Esos encuentros no solo fueron una oportunidad para disfrutar de la compañía mutua, sino también para compartir nuestras historias, anécdotas y recuerdos que, sin duda, podrían llenar páginas y páginas de un libro. Hemos hablado tanto de nuestras vidas, de lo que hemos vivido y aprendido, que siento que nuestra relación ha sido un intercambio continuo de experiencias, donde cada uno aporta algo valioso. Las historias que hemos compartido siguen vivas, y mientras podamos seguir conversando, seguirán floreciendo en nuevos relatos. En cierto modo, lo que hemos vivido juntos ha formado una especie de crónica de nuestras vidas, un testimonio de cómo las personas que se cruzan en tu camino pueden dejar una huella imborrable. Y, como siempre, sé que aún hay muchas más historias por contar, porque con Marlene y su familia, las experiencias siguen siendo una constante fuente de crecimiento y aprendizaje.

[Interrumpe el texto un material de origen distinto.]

//! Catalog filters.

use rust_decimal::Decimal;

use crate::domain::designs::models::{Design, DesignStatus};

/// Browsing filter applied to the locally loaded catalog.
///
/// The default shows only available designs.
#[derive(Debug, Clone, PartialEq)]
pub struct DesignFilter {
    pub style: Option<String>,
    pub min_price: Option<Decimal>,
    pub max_price: Option<Decimal>,
    pub status: Option<DesignStatus>,

    /// Case-insensitive match against title, description and style.
    pub search: Option<String>,
}

impl Default for DesignFilter {
    fn default() -> Self {
        Self {
            style: None,
            min_price: None,
            max_price: None,
            status: Some(DesignStatus::Available),
            search: None,
        }
    }
}

impl DesignFilter {
    /// A filter that lets every design through.
    #[must_use]
    pub fn any() -> Self {
        Self {
            status: None,
            ..Self::default()
        }
    }

    #[must_use]
    pub fn matches(&self, design: &Design) -> bool {
        let style = self
            .style
            .as_deref()
            .is_none_or(|style| style.is_empty() || design.style == style);

        let min = self.min_price.is_none_or(|min| design.price >= min);
        let max = self.max_price.is_none_or(|max| design.price <= max);
        let status = self.status.is_none_or(|status| design.status == status);

        style && min && max && status && self.matches_search(design)
    }

    fn matches_search(&self, design: &Design) -> bool {
        let Some(term) = self.search.as_deref().map(str::trim) else {
            return true;
        };

        if term.is_empty() {
            return true;
        }

        let term = term.to_lowercase();

        [&design.title, &design.description, &design.style]
            .iter()
            .any(|field| field.to_lowercase().contains(&term))
    }
}
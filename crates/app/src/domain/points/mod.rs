//! Points

pub mod errors;
pub mod ledger;
pub mod models;
pub mod repository;
pub mod rewards;
pub mod wheel;

pub use errors::PointsError;
pub use ledger::PointsLedger;
pub use models::{NewRedemption, PointsRow, SpinIntent, SpinIntentUpdate, SpinIntentUuid, SpinState};
pub use repository::{MockPointsRepository, PointsRepository, RestPointsRepository};
pub use rewards::{REWARDS, Redemption, Reward, RewardStore, find_reward};
pub use wheel::{PrizeWheel, SEGMENTS, SPIN_STAKE, Spin, SpinOutcome, WheelSegment, resolve};
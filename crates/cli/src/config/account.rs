//! Account Config

use clap::Args;
use inkvault_app::auth::Password;

/// Credentials used when a command needs a signed-in user.
#[derive(Debug, Args)]
pub(crate) struct AccountArgs {
    /// Account email address
    #[arg(long, env = "INKVAULT_EMAIL")]
    pub email: Option<String>,

    /// Account password
    #[arg(long, env = "INKVAULT_PASSWORD", hide_env_values = true)]
    pub password: Option<String>,
}

impl AccountArgs {
    /// Email and password, when both are set.
    pub(crate) fn credentials(&self) -> Option<(String, Password)> {
        let email = self.email.clone()?;
        let password = self.password.clone()?;

        Some((email, Password::new(password)))
    }
}
//! Backend errors.

use reqwest::StatusCode;
use serde::Deserialize;
use thiserror::Error;

use crate::errors::FailureKind;

const UNIQUE_VIOLATION: &str = "23505";
const FOREIGN_KEY_VIOLATION: &str = "23503";
const CHECK_VIOLATION: &str = "23514";
const NOT_NULL_VIOLATION: &str = "23502";
const RAISED_EXCEPTION: &str = "P0001";
const NO_SINGLE_ROW: &str = "PGRST116";

/// Errors raised while talking to the managed backend.
#[derive(Debug, Error)]
pub enum BackendError {
    /// Transport failure, timeout or an unreadable response body.
    #[error("http error: {0}")]
    Http(#[from] reqwest::Error),

    /// A uniqueness constraint rejected the write.
    #[error("row already exists")]
    UniqueViolation,

    /// The write referenced a row that does not exist.
    #[error("related row not found")]
    ForeignKeyViolation,

    /// A check constraint rejected the write.
    #[error("check constraint violated")]
    CheckViolation,

    /// A required column was missing.
    #[error("missing required data")]
    NotNullViolation,

    /// A stored procedure raised an exception.
    #[error("procedure raised: {0}")]
    Raised(String),

    /// The requested row does not exist.
    #[error("row not found")]
    NotFound,

    /// The credentials or session were rejected.
    #[error("unauthorized")]
    Unauthorized,

    /// Any other non-success response.
    #[error("unexpected response from backend: {0}")]
    UnexpectedResponse(String),

    /// The response did not match the expected shape.
    #[error("failed to decode response: {0}")]
    Decode(#[from] serde_json::Error),
}

impl BackendError {
    /// Classify a non-success response from its status and body.
    ///
    /// Database errors carry a SQLSTATE `code`; auth errors carry an
    /// `error_code` or an OAuth-style `error`.
    #[must_use]
    pub fn from_response(status: StatusCode, body: &str) -> Self {
        let parsed = serde_json::from_str::<ApiErrorBody>(body).unwrap_or_default();

        match parsed.code.as_deref() {
            Some(UNIQUE_VIOLATION) => return Self::UniqueViolation,
            Some(FOREIGN_KEY_VIOLATION) => return Self::ForeignKeyViolation,
            Some(CHECK_VIOLATION) => return Self::CheckViolation,
            Some(NOT_NULL_VIOLATION) => return Self::NotNullViolation,
            Some(RAISED_EXCEPTION) => return Self::Raised(parsed.describe()),
            Some(NO_SINGLE_ROW) => return Self::NotFound,
            _ => {}
        }

        match parsed.error_code.as_deref().or(parsed.error.as_deref()) {
            Some("user_already_exists" | "email_exists") => return Self::UniqueViolation,
            Some("invalid_credentials" | "invalid_grant") => return Self::Unauthorized,
            _ => {}
        }

        match status {
            StatusCode::CONFLICT => Self::UniqueViolation,
            StatusCode::NOT_FOUND => Self::NotFound,
            StatusCode::UNAUTHORIZED | StatusCode::FORBIDDEN => Self::Unauthorized,
            _ => Self::UnexpectedResponse(format!("status {status}: {}", parsed.describe())),
        }
    }

    #[must_use]
    pub fn kind(&self) -> FailureKind {
        match self {
            Self::Http(_) | Self::UnexpectedResponse(_) | Self::Decode(_) => FailureKind::Transient,
            Self::UniqueViolation => FailureKind::Conflict,
            Self::ForeignKeyViolation
            | Self::CheckViolation
            | Self::NotNullViolation
            | Self::Raised(_) => FailureKind::Invalid,
            Self::NotFound => FailureKind::NotFound,
            Self::Unauthorized => FailureKind::Unauthenticated,
        }
    }
}

/// Union of the error body shapes returned by the database and auth APIs.
#[derive(Debug, Default, Deserialize)]
struct ApiErrorBody {
    #[serde(default, deserialize_with = "code_as_string")]
    code: Option<String>,
    message: Option<String>,
    msg: Option<String>,
    error: Option<String>,
    error_code: Option<String>,
    error_description: Option<String>,
}

impl ApiErrorBody {
    fn describe(&self) -> String {
        self.message
            .as_deref()
            .or(self.msg.as_deref())
            .or(self.error_description.as_deref())
            .or(self.error.as_deref())
            .unwrap_or("no details")
            .to_string()
    }
}

// The auth API reports `code` as an HTTP status number.
fn code_as_string<'de, D>(deserializer: D) -> Result<Option<String>, D::Error>
where
    D: serde::Deserializer<'de>,
{
    let value = Option::<serde_json::Value>::deserialize(deserializer)?;

    Ok(match value {
        Some(serde_json::Value::String(code)) => Some(code),
        Some(serde_json::Value::Number(code)) => Some(code.to_string()),
        _ => None,
    })
}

Un saludo especial y un reconocimiento eterno quedarán plasmados aquí, para siempre, para ti, Carmen Marlene Rojas Ibarra. Y, como siempre te digo: después de Dios y Christian, ¡Ajá! Tu presencia en mi vida es un regalo, y no tengo duda de que nuestra amistad será un lazo que perdurará más allá del tiempo y el espacio. En mayo de este mismo año, un nuevo capítulo se abrió en la vida de la sobrina de Maureen Luz, Estelí Marcela.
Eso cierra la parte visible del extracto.